Saved entries:

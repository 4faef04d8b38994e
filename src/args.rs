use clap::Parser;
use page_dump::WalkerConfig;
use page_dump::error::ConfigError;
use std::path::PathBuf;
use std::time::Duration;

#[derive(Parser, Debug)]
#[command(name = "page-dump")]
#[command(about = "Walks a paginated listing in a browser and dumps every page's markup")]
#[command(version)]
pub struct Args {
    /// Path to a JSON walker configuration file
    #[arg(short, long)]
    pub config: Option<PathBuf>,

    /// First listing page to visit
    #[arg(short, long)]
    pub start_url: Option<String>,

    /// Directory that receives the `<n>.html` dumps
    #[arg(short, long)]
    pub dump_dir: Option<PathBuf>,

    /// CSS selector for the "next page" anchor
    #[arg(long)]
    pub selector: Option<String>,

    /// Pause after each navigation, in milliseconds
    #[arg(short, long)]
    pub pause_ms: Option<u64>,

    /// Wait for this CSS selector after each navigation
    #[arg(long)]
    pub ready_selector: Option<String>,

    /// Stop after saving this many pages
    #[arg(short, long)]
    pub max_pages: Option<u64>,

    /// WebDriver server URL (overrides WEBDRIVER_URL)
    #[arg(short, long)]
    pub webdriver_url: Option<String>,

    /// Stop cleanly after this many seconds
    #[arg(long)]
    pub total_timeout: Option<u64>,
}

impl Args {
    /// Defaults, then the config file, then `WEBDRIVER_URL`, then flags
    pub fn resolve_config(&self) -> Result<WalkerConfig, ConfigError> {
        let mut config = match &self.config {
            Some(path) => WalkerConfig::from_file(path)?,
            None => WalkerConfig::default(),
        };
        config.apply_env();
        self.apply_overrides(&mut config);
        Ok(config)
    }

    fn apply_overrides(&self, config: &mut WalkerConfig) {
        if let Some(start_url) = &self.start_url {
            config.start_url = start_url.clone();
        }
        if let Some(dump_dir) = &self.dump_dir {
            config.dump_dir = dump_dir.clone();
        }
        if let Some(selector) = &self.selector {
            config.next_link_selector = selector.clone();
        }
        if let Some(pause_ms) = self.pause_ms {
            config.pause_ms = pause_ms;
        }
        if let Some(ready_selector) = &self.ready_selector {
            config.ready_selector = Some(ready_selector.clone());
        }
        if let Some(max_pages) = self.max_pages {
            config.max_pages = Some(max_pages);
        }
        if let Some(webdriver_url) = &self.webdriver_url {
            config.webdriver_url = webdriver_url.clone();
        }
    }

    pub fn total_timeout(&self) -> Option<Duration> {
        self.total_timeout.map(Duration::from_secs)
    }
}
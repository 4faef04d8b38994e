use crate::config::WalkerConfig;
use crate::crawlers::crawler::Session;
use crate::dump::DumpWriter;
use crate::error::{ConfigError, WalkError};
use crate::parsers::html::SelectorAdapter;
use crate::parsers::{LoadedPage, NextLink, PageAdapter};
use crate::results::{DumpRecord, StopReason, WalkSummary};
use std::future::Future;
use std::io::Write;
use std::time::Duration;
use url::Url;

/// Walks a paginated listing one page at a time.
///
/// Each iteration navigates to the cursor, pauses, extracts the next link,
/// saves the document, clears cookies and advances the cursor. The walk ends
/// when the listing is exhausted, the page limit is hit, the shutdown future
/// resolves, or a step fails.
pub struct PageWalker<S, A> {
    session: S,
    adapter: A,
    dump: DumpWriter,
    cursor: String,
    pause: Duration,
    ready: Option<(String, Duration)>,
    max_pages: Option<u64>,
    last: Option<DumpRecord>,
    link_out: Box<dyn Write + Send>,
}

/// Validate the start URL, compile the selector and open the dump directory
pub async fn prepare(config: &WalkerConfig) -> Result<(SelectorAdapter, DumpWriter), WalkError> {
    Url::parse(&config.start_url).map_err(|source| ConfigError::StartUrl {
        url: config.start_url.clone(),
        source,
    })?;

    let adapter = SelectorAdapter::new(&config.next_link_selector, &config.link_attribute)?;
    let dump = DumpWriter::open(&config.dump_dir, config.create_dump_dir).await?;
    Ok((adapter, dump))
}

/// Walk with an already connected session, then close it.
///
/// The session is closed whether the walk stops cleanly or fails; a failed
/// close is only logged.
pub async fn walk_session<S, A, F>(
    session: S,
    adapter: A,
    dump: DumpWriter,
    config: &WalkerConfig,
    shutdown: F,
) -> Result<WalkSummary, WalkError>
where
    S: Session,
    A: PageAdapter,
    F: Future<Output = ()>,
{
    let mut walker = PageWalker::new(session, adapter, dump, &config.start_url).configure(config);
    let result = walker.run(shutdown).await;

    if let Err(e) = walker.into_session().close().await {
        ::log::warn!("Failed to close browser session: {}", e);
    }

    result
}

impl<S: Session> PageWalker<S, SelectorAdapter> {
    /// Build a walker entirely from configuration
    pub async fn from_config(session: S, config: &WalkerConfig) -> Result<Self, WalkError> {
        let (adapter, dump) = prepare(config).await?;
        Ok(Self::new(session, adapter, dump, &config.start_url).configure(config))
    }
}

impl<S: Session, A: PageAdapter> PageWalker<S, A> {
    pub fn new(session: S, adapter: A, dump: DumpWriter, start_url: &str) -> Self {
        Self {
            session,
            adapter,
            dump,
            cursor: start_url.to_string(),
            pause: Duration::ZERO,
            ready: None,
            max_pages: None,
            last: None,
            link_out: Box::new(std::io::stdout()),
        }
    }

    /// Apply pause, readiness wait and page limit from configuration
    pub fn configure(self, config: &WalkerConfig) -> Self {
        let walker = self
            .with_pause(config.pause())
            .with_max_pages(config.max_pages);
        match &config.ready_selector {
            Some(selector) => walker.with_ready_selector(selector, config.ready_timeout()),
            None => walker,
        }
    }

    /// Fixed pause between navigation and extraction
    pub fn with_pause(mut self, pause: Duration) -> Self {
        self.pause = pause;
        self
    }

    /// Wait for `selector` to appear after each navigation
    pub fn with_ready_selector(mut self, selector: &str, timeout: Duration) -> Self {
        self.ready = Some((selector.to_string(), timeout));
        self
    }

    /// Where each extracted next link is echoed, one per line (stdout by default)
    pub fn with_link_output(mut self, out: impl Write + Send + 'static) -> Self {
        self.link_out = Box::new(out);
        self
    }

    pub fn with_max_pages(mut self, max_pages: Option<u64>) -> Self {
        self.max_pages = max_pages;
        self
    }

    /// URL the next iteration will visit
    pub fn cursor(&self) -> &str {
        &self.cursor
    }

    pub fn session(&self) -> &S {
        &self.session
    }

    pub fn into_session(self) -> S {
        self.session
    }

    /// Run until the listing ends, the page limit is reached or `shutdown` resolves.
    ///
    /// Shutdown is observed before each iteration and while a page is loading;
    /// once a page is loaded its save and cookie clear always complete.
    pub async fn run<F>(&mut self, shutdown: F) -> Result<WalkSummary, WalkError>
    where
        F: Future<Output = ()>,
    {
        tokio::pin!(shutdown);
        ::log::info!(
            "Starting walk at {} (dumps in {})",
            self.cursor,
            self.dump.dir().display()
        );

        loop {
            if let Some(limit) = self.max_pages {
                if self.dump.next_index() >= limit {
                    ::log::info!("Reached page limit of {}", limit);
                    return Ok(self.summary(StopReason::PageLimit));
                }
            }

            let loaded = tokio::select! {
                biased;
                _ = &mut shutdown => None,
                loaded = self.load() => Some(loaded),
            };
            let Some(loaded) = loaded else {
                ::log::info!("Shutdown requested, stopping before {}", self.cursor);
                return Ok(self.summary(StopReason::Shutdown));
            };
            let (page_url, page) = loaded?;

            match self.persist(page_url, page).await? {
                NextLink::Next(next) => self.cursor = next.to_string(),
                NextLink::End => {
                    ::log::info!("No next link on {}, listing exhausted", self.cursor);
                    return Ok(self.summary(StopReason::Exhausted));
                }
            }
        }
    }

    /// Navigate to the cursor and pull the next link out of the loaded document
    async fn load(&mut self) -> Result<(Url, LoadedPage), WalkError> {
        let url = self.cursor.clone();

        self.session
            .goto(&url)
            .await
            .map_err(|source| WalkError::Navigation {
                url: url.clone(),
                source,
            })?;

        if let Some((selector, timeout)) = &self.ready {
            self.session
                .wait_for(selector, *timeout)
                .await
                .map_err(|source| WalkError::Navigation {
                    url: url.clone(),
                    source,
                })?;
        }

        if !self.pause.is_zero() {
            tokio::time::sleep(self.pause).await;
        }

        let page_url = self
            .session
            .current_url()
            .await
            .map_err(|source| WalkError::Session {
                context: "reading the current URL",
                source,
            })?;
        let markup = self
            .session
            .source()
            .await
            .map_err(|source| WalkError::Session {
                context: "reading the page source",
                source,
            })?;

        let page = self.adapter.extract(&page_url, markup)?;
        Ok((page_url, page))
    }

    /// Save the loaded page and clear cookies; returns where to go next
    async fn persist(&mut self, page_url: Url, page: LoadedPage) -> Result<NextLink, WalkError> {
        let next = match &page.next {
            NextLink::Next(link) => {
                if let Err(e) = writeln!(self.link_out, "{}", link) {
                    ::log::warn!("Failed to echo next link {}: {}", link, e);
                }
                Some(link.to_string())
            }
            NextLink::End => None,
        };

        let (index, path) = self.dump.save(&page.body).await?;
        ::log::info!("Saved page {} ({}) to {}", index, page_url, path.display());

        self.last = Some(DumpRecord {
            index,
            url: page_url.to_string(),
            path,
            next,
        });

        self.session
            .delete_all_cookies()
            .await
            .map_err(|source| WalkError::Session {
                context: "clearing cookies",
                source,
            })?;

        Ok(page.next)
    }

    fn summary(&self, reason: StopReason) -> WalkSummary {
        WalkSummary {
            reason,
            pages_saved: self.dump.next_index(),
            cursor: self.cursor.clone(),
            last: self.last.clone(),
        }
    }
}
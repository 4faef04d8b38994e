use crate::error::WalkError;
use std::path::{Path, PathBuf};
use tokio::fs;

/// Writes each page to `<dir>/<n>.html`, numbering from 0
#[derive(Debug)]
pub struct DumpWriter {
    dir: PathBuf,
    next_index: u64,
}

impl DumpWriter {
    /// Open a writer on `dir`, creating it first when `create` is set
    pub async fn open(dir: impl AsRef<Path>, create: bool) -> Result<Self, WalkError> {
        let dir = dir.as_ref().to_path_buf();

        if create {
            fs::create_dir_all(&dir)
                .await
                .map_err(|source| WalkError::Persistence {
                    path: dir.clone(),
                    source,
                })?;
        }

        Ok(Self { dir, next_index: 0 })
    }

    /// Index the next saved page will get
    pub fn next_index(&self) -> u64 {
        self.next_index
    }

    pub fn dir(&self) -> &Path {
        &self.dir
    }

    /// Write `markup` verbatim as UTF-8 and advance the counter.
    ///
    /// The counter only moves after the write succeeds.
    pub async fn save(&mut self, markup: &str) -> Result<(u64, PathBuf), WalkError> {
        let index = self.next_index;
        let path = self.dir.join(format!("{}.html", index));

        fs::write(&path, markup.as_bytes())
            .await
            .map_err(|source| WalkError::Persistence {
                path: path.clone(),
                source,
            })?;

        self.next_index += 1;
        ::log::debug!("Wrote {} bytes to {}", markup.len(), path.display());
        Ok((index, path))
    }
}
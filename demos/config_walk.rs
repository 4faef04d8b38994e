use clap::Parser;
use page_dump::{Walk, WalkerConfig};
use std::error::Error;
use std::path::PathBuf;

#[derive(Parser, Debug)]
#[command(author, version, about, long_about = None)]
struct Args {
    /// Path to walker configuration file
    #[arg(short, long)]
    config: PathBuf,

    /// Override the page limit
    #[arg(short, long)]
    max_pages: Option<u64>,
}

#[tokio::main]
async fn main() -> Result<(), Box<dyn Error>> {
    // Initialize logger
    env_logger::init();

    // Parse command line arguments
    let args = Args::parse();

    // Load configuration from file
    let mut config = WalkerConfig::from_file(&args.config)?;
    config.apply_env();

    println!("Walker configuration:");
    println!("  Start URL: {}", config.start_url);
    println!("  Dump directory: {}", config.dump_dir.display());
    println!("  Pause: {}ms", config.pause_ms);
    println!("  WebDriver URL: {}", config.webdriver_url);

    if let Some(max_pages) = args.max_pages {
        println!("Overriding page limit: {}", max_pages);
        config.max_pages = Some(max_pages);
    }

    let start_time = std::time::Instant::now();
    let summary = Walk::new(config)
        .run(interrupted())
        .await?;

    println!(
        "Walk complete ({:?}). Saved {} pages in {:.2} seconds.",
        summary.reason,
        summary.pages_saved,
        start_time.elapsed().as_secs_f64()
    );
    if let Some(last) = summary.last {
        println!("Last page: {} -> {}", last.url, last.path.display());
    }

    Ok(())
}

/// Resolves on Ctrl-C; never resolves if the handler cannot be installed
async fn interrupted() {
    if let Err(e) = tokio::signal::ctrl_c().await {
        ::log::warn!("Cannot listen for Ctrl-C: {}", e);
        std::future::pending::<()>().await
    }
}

-- TASK --
Looking at the data above, count each line that holds the word "Persistence" and report the count alone.

-- TASK RESPONSE --
2